6. But every item of expenditure merely because it is connected with the trade may not necessarily be treated as a permissible deduction. A fairly reliable approach for determining what may be regarded normally as expenditure laid out or expended wholly and exclusively for the purpose of the business was suggested in Strong and Company of Romsey Ltd. v. Woodifield. 5 T.C. 215 That was a case of a Brewery Company owning a licensed house in which it carried on the business of inn-keepers. The Company had to pay damages to a customer who was, when sleeping in the inn, injured by a falling chimney, the fall of the chimney being due to the negligence of the Company's servants. The Company was held disentitled to deduct the expenditure in computing its profits for income-tax purposes. Lord Loreburne, L.C., observed, in disallowing the claim as a permissible expenditure under the head expenditure laid out wholly and exclusively for the purpose of the business :
'A deduction cannot be allowed on account of loss not connected with or arising out of such trade. That is one indication. And no sum can be deducted unless it be money wholly and exclusively laid out or expended for the purposes of such trade. That is another indication...... ....... it does not follow that if a loss is in any sense connected with the trade, it must always be allowed as a deduction : for it may be only remotely connected with the trade or it may be connected with something else quite as much as or even more than with the trade. I think only such losses can be deducted as are connected with it in the sense that they are really incidental to the trade itself. They cannot be deducted if they are mainly incidental to some other vocation, or fall on the trader in some character other than that of trader.'
In the same case Lord Davey observed :
'These words.... appear to me to mean for the purpose of enabling a person to carry on and earn profits in the trade, etc. I think the disbursements permitted are such as are made for that purpose. It is not enough that the disbursement is made in the course of, or arises out of, or is connected with, the trade or is made out of the profits of the trade.'
7. In Badridas Daga v. Commissioner of Income-tax, : 34ITR10(SC) Venkatrama Aiyer, J., observed that whether the expenditure is admissible or not will depend upon whether it can be said to arise out of the carrying on of the business and be incidental to it, and this was reaffirmed by this Court in a later judgment inCommissioner of Income-tax, Bombay v. Abdullbhai Abdulkadar. : 41ITR545(SC) .

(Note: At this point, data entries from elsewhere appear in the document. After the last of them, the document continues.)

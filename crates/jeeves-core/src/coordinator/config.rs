//! Coordinator configuration

use crate::error::{Error, Result};
use serde::{Deserialize, Serialize};
use std::time::Duration;

/// What the dispatcher does when a candidate exceeds the agent timeout
#[derive(Debug, Clone, Copy, PartialEq, Eq, Default, Serialize, Deserialize)]
#[serde(rename_all = "snake_case")]
pub enum TimeoutPolicy {
    /// Deliver a timeout response and stop the dispatch
    #[default]
    AbortDispatch,
    /// Drop the slow candidate and try the next one
    SkipCandidate,
}

/// Configuration for the coordinator
#[derive(Debug, Clone, PartialEq, Serialize, Deserialize)]
pub struct CoordinatorConfig {
    /// Budget for a single agent `handle` call, in milliseconds
    #[serde(default = "default_agent_timeout_ms")]
    pub agent_timeout_ms: u64,
    /// Behaviour when a candidate times out
    #[serde(default)]
    pub timeout_policy: TimeoutPolicy,
    /// Run the action list of non-retryable failure responses too
    #[serde(default)]
    pub terminal_failure_actions: bool,
    /// Maximum chain length of `TriggerAgent` hops
    #[serde(default = "default_max_trigger_depth")]
    pub max_trigger_depth: u32,
    /// Budget for a single personality push, in milliseconds
    #[serde(default = "default_configure_timeout_ms")]
    pub configure_timeout_ms: u64,
    /// Event bus buffer size
    #[serde(default = "default_event_capacity")]
    pub event_capacity: usize,
}

fn default_agent_timeout_ms() -> u64 {
    5000
}

fn default_max_trigger_depth() -> u32 {
    3
}

fn default_configure_timeout_ms() -> u64 {
    5000
}

fn default_event_capacity() -> usize {
    256
}

impl Default for CoordinatorConfig {
    fn default() -> Self {
        Self {
            agent_timeout_ms: default_agent_timeout_ms(),
            timeout_policy: TimeoutPolicy::default(),
            terminal_failure_actions: false,
            max_trigger_depth: default_max_trigger_depth(),
            configure_timeout_ms: default_configure_timeout_ms(),
            event_capacity: default_event_capacity(),
        }
    }
}

impl CoordinatorConfig {
    /// Create a new configuration
    #[must_use]
    pub fn new() -> Self {
        Self::default()
    }

    /// Set the per-agent timeout
    #[must_use]
    pub fn with_agent_timeout(mut self, timeout: Duration) -> Self {
        self.agent_timeout_ms = u64::try_from(timeout.as_millis()).unwrap_or(u64::MAX);
        self
    }

    /// Set the timeout policy
    #[must_use]
    pub fn with_timeout_policy(mut self, policy: TimeoutPolicy) -> Self {
        self.timeout_policy = policy;
        self
    }

    /// Run actions attached to non-retryable failures
    #[must_use]
    pub fn with_terminal_failure_actions(mut self, enabled: bool) -> Self {
        self.terminal_failure_actions = enabled;
        self
    }

    /// Set the trigger chain limit
    #[must_use]
    pub fn with_max_trigger_depth(mut self, depth: u32) -> Self {
        self.max_trigger_depth = depth;
        self
    }

    /// Set the per-agent configuration push timeout
    #[must_use]
    pub fn with_configure_timeout(mut self, timeout: Duration) -> Self {
        self.configure_timeout_ms = u64::try_from(timeout.as_millis()).unwrap_or(u64::MAX);
        self
    }

    /// Per-agent handle budget
    #[must_use]
    pub fn agent_timeout(&self) -> Duration {
        Duration::from_millis(self.agent_timeout_ms)
    }

    /// Per-agent configure budget
    #[must_use]
    pub fn configure_timeout(&self) -> Duration {
        Duration::from_millis(self.configure_timeout_ms)
    }

    /// Reject values the coordinator cannot run with
    pub fn validate(&self) -> Result<()> {
        if self.agent_timeout_ms == 0 {
            return Err(Error::InvalidConfig {
                field: "agent_timeout_ms".to_string(),
                message: "must be greater than zero".to_string(),
            });
        }
        if self.configure_timeout_ms == 0 {
            return Err(Error::InvalidConfig {
                field: "configure_timeout_ms".to_string(),
                message: "must be greater than zero".to_string(),
            });
        }
        if self.event_capacity == 0 {
            return Err(Error::InvalidConfig {
                field: "event_capacity".to_string(),
                message: "must be greater than zero".to_string(),
            });
        }
        Ok(())
    }
}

8. In a recent judgment of this Court in Commissioner Of Income-tax, Kerala v. Malayalam Plantations Ltd. : 53ITR140(SC) certain amounts paid as estate duty under s. 84 of the Estate Duty Act, 1953, by a resident company incorporated outside India on the death of shareholders not domiciled in India were sought to be deducted under s. 10(2)(xv) as expenditure laid out or expended wholly and exclusively for the purposes of the business. Subba Rao, J., speaking for the Court observed at p 705 :
'The expression 'for the purpose of the business' is wider in scope than the expression 'for the purpose of earning profits'. Its range is wide : it may take in out only the day to day running of a business but also the rationalization of its administration and modernization of its machinery; it may include measures for the preservation of the business and for the protection of its assets and property from expropriation, coercive process or assertion of hostile title; it may also comprehend payment of statutory dues and taxes imposed as a precondition to commerce or for carrying on of a business; it may comprehend many other acts incidental to the carrying on of a business. However wide the meaning of the expression may be, its limits are implicit in it. The purpose shall be for the purpose of the business, that is to say, the expenditure incurred shall be for the carrying on the business and the assessee shall incur it in his capacity as a person as a person carrying on the business.'
9. The position may therefore be summarised thus : the nature of the expenditure or outgoing must be adjudged in the light of accepted commercial practice and trading principles. The expenditure must be incidental to the business and must be necessitated or justified by commercial expediency. It must be directly and intimately connected with the business and be laid out by the taxpayer in his character as a trader. To be a permissible deduction, there must be a direct and intimate connection between the expenditure and the business i.e., between the expenditure and the character of the assessee as a trader, and not as a owner of assets, even if they are assets of the business.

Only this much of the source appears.